§ Exercise requirements:
Work out how many lines in the material below hold "repository", then give only that number.

****

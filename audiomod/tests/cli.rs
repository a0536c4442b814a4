use assert_cmd::Command;
use predicates::prelude::*;
use predicates::str::contains;
use std::error::Error;
use std::fs::File;
use std::io::Write;
use std::path::Path;
use tempfile::tempdir;

/// Generate a small single-channel WAV file for testing.
///
/// The samples are synthesized on the fly so the repository carries no binary
/// fixtures.
fn write_test_tone<P: AsRef<Path>>(
    path: P,
    sample_rate: u32,
    duration_ms: u64,
) -> Result<(), Box<dyn Error>> {
    let total_samples = (sample_rate as u64 * duration_ms).div_ceil(1_000);
    let mut samples = Vec::with_capacity(total_samples as usize * 2);

    for n in 0..total_samples {
        let theta = (n as f32 / sample_rate as f32) * 2.0 * std::f32::consts::PI * 440.0;
        let sample = (theta.sin() * i16::MAX as f32) as i16;
        samples.extend_from_slice(&sample.to_le_bytes());
    }

    let mut file = File::create(path)?;
    let data_len = samples.len() as u32;
    file.write_all(b"RIFF")?;
    file.write_all(&(36u32 + data_len).to_le_bytes())?;
    file.write_all(b"WAVE")?;
    file.write_all(b"fmt ")?;
    file.write_all(&16u32.to_le_bytes())?; // PCM header size
    file.write_all(&1u16.to_le_bytes())?; // audio format = PCM
    file.write_all(&1u16.to_le_bytes())?; // channels
    file.write_all(&sample_rate.to_le_bytes())?;
    file.write_all(&(sample_rate * 2).to_le_bytes())?;
    file.write_all(&2u16.to_le_bytes())?; // block align
    file.write_all(&16u16.to_le_bytes())?; // bits per sample
    file.write_all(b"data")?;
    file.write_all(&data_len.to_le_bytes())?;
    file.write_all(&samples)?;
    Ok(())
}

fn audiomod(work_dir: &Path) -> Result<Command, Box<dyn Error>> {
    let mut cmd = Command::cargo_bin("audiomod")?;
    cmd.current_dir(work_dir)
        .env("FFMPEG_PATH", "audiomod-test-missing-ffmpeg")
        .env("FFPROBE_PATH", "audiomod-test-missing-ffprobe")
        .env("SOX_PATH", "audiomod-test-missing-sox");
    Ok(cmd)
}

#[test]
fn cli_requires_an_input_file() -> Result<(), Box<dyn Error>> {
    let work_dir = tempdir()?;
    audiomod(work_dir.path())?
        .arg("normalize")
        .assert()
        .failure()
        .stderr(contains("You must enter a valid local path file"));
    Ok(())
}

#[test]
fn cli_reports_missing_input_file() -> Result<(), Box<dyn Error>> {
    let work_dir = tempdir()?;
    audiomod(work_dir.path())?
        .args(["split", "missing.wav"])
        .assert()
        .failure()
        .stderr(contains("input file does not exist"));
    assert!(!work_dir.path().join("processed").exists());
    Ok(())
}

#[test]
fn cli_rejects_pitch_outside_range() -> Result<(), Box<dyn Error>> {
    let work_dir = tempdir()?;
    audiomod(work_dir.path())?
        .args(["pitch", "song.mp3", "500"])
        .assert()
        .failure()
        .stderr(contains("Pitch percent to change must be between 1 and 200"));
    Ok(())
}

#[test]
fn cli_rejects_fade_outside_range() -> Result<(), Box<dyn Error>> {
    let work_dir = tempdir()?;
    audiomod(work_dir.path())?
        .args(["fade", "song.mp3", "31"])
        .assert()
        .failure()
        .stderr(contains("Fade time must be between 1 and 30 seconds"));
    Ok(())
}

#[test]
fn cli_asks_for_file_before_volume_percent() -> Result<(), Box<dyn Error>> {
    let work_dir = tempdir()?;
    audiomod(work_dir.path())?
        .arg("volume")
        .assert()
        .failure()
        .stderr(
            contains("You must enter a valid local path file")
                .and(contains("output volume wished").not()),
        );
    Ok(())
}

#[test]
fn cli_asks_for_volume_percent() -> Result<(), Box<dyn Error>> {
    let work_dir = tempdir()?;
    audiomod(work_dir.path())?
        .args(["volume", "song.mp3"])
        .assert()
        .failure()
        .stderr(contains("You must enter your output volume wished"));
    Ok(())
}

#[test]
fn cli_lists_valid_effects() -> Result<(), Box<dyn Error>> {
    let work_dir = tempdir()?;
    audiomod(work_dir.path())?
        .args(["effect", "song.mp3", "wobble"])
        .assert()
        .failure()
        .stderr(contains("You must enter a valid effect").and(contains("benddown")));
    Ok(())
}

#[test]
fn cli_rejects_non_numeric_options() -> Result<(), Box<dyn Error>> {
    let work_dir = tempdir()?;
    audiomod(work_dir.path())?
        .args(["normalize", "song.mp3", "channels=abc"])
        .assert()
        .failure()
        .stderr(contains("failed to resolve job options").and(contains("abc")));
    Ok(())
}

#[test]
fn cli_reports_missing_engine() -> Result<(), Box<dyn Error>> {
    let work_dir = tempdir()?;
    let input_path = work_dir.path().join("input.wav");
    write_test_tone(&input_path, 8_000, 1_100)?;

    audiomod(work_dir.path())?
        .arg("split")
        .arg(&input_path)
        .arg("verbose=false")
        .assert()
        .failure()
        .stderr(contains("failed to start audiomod-test-missing-ffmpeg"));
    Ok(())
}

#[test]
fn cli_dry_run_prints_invocation_without_writing() -> Result<(), Box<dyn Error>> {
    let work_dir = tempdir()?;
    let input_path = work_dir.path().join("input.wav");
    write_test_tone(&input_path, 8_000, 1_100)?;

    audiomod(work_dir.path())?
        .args(["--dry-run", "volume"])
        .arg(&input_path)
        .args(["50", "verbose=false"])
        .assert()
        .success()
        .stdout(
            contains("Dry run: would run:")
                .and(contains("audiomod-test-missing-ffmpeg"))
                .and(contains("volume=enable='between(t,0,0.55)':volume=0.5")),
        );
    assert!(!work_dir.path().join("processed").exists());
    Ok(())
}

#[test]
fn cli_dry_run_lists_effect_chain() -> Result<(), Box<dyn Error>> {
    let work_dir = tempdir()?;
    let input_path = work_dir.path().join("input.wav");
    write_test_tone(&input_path, 8_000, 1_100)?;

    audiomod(work_dir.path())?
        .arg("effect")
        .arg(&input_path)
        .args(["reverb", "--dry-run"])
        .assert()
        .success()
        .stdout(contains("-t wav -v 0.7 - -t mp3 - reverb 50 60 60 10 0 -6"));
    Ok(())
}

****

§ Output of the exercise:
2